- _Task_
Where the records below show the word "current" in a line, please copy that line.

Dataset records section start

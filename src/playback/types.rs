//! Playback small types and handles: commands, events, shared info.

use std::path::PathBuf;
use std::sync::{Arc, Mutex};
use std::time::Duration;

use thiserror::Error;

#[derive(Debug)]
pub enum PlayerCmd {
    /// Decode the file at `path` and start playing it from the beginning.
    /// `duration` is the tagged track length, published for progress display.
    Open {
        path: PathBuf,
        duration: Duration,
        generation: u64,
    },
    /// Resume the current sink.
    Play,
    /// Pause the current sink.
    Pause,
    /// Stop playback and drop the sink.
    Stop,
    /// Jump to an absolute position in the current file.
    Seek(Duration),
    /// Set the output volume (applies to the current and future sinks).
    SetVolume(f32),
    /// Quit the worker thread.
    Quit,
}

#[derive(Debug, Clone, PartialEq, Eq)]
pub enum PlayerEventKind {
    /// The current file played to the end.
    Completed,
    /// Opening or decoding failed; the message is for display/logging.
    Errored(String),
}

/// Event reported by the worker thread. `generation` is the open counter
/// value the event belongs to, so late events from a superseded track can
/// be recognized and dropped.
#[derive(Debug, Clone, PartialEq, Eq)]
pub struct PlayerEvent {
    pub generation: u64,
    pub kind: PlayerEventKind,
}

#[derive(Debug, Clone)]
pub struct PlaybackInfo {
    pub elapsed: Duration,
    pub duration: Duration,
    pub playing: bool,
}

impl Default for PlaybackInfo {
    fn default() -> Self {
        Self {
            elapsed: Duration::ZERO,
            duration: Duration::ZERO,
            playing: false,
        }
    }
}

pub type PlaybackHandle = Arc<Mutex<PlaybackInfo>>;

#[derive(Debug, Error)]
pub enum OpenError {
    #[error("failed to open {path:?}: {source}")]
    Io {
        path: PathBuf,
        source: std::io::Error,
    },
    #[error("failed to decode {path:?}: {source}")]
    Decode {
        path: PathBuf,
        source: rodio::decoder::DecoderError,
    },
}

Dataset records section end
Dataset records section start

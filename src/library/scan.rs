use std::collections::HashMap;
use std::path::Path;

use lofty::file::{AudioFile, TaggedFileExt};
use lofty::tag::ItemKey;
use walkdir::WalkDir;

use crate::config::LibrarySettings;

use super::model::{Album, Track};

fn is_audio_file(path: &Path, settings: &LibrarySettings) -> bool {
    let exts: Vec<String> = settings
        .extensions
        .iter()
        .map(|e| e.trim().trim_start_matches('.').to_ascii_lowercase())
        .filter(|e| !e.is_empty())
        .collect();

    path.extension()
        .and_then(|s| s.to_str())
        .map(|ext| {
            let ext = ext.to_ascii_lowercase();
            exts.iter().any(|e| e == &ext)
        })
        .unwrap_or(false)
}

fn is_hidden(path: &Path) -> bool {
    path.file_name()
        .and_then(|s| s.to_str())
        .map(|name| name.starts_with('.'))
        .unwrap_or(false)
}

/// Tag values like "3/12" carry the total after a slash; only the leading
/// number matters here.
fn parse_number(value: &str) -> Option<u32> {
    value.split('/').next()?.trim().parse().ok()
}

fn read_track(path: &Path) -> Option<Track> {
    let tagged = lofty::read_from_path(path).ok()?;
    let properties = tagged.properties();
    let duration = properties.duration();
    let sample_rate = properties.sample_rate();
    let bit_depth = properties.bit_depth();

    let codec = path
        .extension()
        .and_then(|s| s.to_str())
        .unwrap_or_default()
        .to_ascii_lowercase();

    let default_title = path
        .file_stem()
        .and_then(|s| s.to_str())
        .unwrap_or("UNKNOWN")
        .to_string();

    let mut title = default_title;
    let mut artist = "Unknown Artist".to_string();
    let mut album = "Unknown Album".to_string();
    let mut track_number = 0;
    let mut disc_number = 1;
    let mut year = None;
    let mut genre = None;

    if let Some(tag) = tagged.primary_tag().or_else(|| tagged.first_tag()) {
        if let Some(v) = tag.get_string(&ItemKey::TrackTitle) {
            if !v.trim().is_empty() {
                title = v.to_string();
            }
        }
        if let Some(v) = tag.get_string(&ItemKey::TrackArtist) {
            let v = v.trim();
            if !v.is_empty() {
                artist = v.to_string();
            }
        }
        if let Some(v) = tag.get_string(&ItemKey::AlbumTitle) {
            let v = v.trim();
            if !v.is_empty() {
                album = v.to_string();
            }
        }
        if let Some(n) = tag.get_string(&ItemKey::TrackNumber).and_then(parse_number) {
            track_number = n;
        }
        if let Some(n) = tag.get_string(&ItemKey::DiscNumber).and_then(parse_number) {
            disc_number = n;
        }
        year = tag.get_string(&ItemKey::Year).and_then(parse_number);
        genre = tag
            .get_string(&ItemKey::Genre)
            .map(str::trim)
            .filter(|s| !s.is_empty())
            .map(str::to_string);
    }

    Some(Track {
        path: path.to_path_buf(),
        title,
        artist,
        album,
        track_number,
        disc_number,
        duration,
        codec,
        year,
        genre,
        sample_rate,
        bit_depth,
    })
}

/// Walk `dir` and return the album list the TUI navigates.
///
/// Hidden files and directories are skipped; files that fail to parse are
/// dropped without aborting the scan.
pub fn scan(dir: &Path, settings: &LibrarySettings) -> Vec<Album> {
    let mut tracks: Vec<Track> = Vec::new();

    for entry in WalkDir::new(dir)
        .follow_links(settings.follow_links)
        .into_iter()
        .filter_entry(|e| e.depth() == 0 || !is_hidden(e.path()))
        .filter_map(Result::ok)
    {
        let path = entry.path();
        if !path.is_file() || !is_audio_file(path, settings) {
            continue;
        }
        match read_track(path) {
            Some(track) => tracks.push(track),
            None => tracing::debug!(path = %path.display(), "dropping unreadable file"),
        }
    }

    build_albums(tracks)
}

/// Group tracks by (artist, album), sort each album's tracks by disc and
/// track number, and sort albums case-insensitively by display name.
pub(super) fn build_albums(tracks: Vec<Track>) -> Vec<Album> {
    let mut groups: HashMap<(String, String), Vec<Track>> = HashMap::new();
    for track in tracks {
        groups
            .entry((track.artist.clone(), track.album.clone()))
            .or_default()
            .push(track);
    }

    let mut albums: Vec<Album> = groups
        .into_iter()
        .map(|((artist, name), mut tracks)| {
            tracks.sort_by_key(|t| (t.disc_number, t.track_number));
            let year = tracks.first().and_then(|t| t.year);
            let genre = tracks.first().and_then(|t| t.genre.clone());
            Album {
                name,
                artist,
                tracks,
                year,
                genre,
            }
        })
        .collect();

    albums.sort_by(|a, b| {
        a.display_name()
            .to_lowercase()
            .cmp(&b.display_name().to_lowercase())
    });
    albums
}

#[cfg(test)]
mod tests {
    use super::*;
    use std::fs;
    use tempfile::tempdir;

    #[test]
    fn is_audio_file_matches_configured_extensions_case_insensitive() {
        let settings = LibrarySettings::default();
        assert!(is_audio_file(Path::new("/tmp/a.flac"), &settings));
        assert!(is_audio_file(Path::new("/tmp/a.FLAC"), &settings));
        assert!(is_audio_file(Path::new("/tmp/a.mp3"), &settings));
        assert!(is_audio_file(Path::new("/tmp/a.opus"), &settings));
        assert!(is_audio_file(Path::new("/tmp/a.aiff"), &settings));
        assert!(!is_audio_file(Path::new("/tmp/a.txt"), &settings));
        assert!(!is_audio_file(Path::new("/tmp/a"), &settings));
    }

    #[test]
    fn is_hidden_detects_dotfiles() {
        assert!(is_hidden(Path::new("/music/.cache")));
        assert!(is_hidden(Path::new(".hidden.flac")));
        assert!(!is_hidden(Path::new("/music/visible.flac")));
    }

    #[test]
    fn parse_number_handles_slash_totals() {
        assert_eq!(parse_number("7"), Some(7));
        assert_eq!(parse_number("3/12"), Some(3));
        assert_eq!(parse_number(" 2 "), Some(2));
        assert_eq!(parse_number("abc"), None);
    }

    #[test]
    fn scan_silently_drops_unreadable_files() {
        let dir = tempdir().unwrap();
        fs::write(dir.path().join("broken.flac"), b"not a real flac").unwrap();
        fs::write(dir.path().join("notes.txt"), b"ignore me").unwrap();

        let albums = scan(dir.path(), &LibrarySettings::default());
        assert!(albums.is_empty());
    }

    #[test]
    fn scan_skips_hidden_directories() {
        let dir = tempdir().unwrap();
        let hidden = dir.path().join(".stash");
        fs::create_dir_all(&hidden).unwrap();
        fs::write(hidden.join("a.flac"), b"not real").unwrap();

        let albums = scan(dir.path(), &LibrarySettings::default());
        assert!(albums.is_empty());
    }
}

Dataset records section end

- _Output for this task_
    /// Resume the current sink.
    /// Pause the current sink.
    /// Jump to an absolute position in the current file.
    /// Set the output volume (applies to the current and future sinks).
    /// The current file played to the end.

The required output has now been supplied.